Representative scheme of effect of live yeast on the microbial flora of the gastrointestinal tract in ruminants: live yeast improves carbohydrate, protein, and lipid digestion rates by improving the production of cellulolytic, hemi-cellulolytic, and proteolytic and lipolytic bacteria and fungi.
Better conditions have been created by this change for the growth of anaerobic cellulolytic bacteria which in turn stimulates their attachment to forage particles as well as increases the initial rate of cellulolysis. Recalcitrant plant lignocellulosic material is not degraded by ruminants on its own. They rely on rumen microbial flora for its degradation [48]. The main components of the fiber are cellulose, hemicellulose, and lignin. It has been estimated that 20–70% of the ruminant feed is composed of the cellulose and hemicellulose [49]. The most abundant carbohydrate in plant cell wall is the cellulose which makes up to 40% of the plant cell wall. The microbial cellulolytic enzymes have the capability to digest the β-1,4 links present inside the cellulose, glucose molecules [50] (Figure 3).

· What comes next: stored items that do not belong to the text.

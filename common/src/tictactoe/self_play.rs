use super::bot_controller::{SearchStats, best_move_with_stats};
use super::game_state::GameState;
use super::types::{GameStatus, Move, Side};

#[derive(Clone, Debug, PartialEq, Eq)]
pub struct SelfPlayRecord {
    pub moves: Vec<(Side, Move)>,
    pub status: GameStatus,
    pub stats: SearchStats,
}

/// Plays optimal against optimal from `state` with `side` to move until the game ends.
pub fn self_play(mut state: GameState, mut side: Side) -> SelfPlayRecord {
    let mut moves = Vec::new();
    let mut stats = SearchStats::default();

    while !state.status().is_over() {
        let Some((square, _)) = best_move_with_stats(&mut state, side, &mut stats) else {
            break;
        };
        state.apply_move(square, side.mark());
        moves.push((side, square));
        side = side.opponent();
    }

    SelfPlayRecord {
        moves,
        status: state.status(),
        stats,
    }
}

#[cfg(test)]
mod tests {
    use super::*;
    use crate::tictactoe::bot_controller::minimax;
    use crate::tictactoe::types::{Mark, Score};
    use crate::tictactoe::validate::parse_board;

    #[test]
    fn test_optimal_play_from_empty_board_is_draw() {
        for first in [Side::Maximizer, Side::Minimizer] {
            let record = self_play(GameState::new(), first);
            assert_eq!(record.status, GameStatus::Draw);
            assert_eq!(record.moves.len(), 9);
            assert_eq!(record.moves[0], (first, 0));
        }
    }

    #[test]
    fn test_optimal_play_after_every_opening_is_draw() {
        for opening in 0..9 {
            let mut state = GameState::new();
            state.apply_move(opening, Mark::X);
            let record = self_play(state, Side::Minimizer);
            assert_eq!(record.status, GameStatus::Draw, "opening {}", opening);
        }
    }

    #[test]
    fn test_self_play_outcome_matches_position_value() {
        for position in ["X.O......", "XO.......", "X...O...X", "XX.OO....", ".X.OX...."] {
            let mut state = parse_board(position).unwrap();
            let side = crate::tictactoe::validate::infer_side_to_move(state.board());
            let value = minimax(&mut state, side, Score::MIN, Score::MAX);
            let record = self_play(state, side);
            assert_eq!(record.status.score(), Some(value), "position {}", position);
        }
    }

    #[test]
    fn test_self_play_on_finished_game_makes_no_moves() {
        let state = parse_board("XXXOO....").unwrap();
        let record = self_play(state, Side::Minimizer);
        assert!(record.moves.is_empty());
        assert_eq!(record.status, GameStatus::XWon);
    }
}
use super::board::{Board, count_marks, empty_board};
use super::game_state::GameState;
use super::types::{BOARD_CELLS, Mark, Side};
use super::win_detector::{check_win, has_line};

/// Parses a row-major position such as `XX.OO....` into a game state.
///
/// Empty cells may be written as `.`, `-`, `_` or a space. The winner is
/// recomputed from the whole board.
pub fn parse_board(text: &str) -> Result<GameState, String> {
    let chars: Vec<char> = text.chars().collect();
    if chars.len() != BOARD_CELLS {
        return Err(format!(
            "Board must have exactly {} cells, got {}",
            BOARD_CELLS,
            chars.len()
        ));
    }

    let mut board = empty_board();
    for (square, ch) in chars.into_iter().enumerate() {
        board[square] = match ch {
            'X' | 'x' => Mark::X,
            'O' | 'o' => Mark::O,
            '.' | '-' | '_' | ' ' => Mark::Empty,
            other => return Err(format!("Unexpected character '{}' at square {}", other, square)),
        };
    }

    validate_position(&board)?;

    Ok(GameState::from_parts(board, check_win(&board)))
}

pub fn validate_position(board: &Board) -> Result<(), String> {
    let x_count = count_marks(board, Mark::X);
    let o_count = count_marks(board, Mark::O);
    if x_count.abs_diff(o_count) > 1 {
        return Err(format!(
            "Mark counts are unbalanced: {} X and {} O",
            x_count, o_count
        ));
    }
    if has_line(board, Mark::X) && has_line(board, Mark::O) {
        return Err("Both players have three in a row".to_string());
    }
    Ok(())
}

/// Side to move in a parsed position. X moves first unless O is already ahead.
pub fn infer_side_to_move(board: &Board) -> Side {
    if count_marks(board, Mark::X) > count_marks(board, Mark::O) {
        Side::Minimizer
    } else {
        Side::Maximizer
    }
}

A scheme describing the mode of action of yeast culture: improved the gut microbial balance is related to the O2 slavering by live yeast cells.
The lower gut microbial population is affected by dietary supplementation of the probiotic yeast. The probiotics provide a desirable microbial balance due to shift in the balance of friendly and pathogenic microbiota. The GIT having healthy microbial populations are often related with improved host performance and its immune system. In the lower gut, the pathogenic microbial species reduces due to the production of the antimicrobial material (bacteriocin) and the attachment of the friendly microbes to the gut wall, via the competitive exclusive method. The most common modulation of the GIT microflora is provided by probiotics [51].
Latest researches have improved our understanding related to the mode of action of probiotic yeast inside the rumen. Well-designed animal studies have verified that target-specific probiotic strains have health and production benefits in the ruminants. These studies have made the livestock industry to accept and understand the probiotic concept [52]. On the other hand, current probiotic has not been chosen for definite purposes in the animal feed. Therefore, some unique molecular methods are needed for selection and characterization of target-specific probiotic strains [53]. It has been noted that during stress conditions, some portion of the live probiotic microbial strain enters in the dormant but metabolically active state called viable but nonculturable (VBNC) state. These microbial cells have an ability to replicate when acclimated to a favorable condition inside the host [54]. Uses of molecular techniques have changed the study of the rumen ecosystem. First is the PCR which is more sensitive than growth on traditional selective media in determining small differences in population sizes in response to dietary changes or upon the inclusion of an additive to the diet and thus may identify changes or shifts within levels of the microbial population which may have been previously overlooked [55] (Figure 4).
Probiotic preparation: general steps for the isolation and characterization of probiotic yeast strains for local animal breed.
In response to various feeding sources, changes within the microbial population can be studied by DNA fingerprinting (DGGE, TTGE, and TGGE). Probiotic can be classified into three different types, like mono-probiotic, poly probiotics, and combined probiotics depending on the probiotic strain function [55] (Figure 5).
Potential characteristics of typical animal probiotic yeast.
Yeasts and fungi are the ideal organisms and have been used in vast genetic studies and comparative genomic studies in eukaryotes because of their small and compact genomes.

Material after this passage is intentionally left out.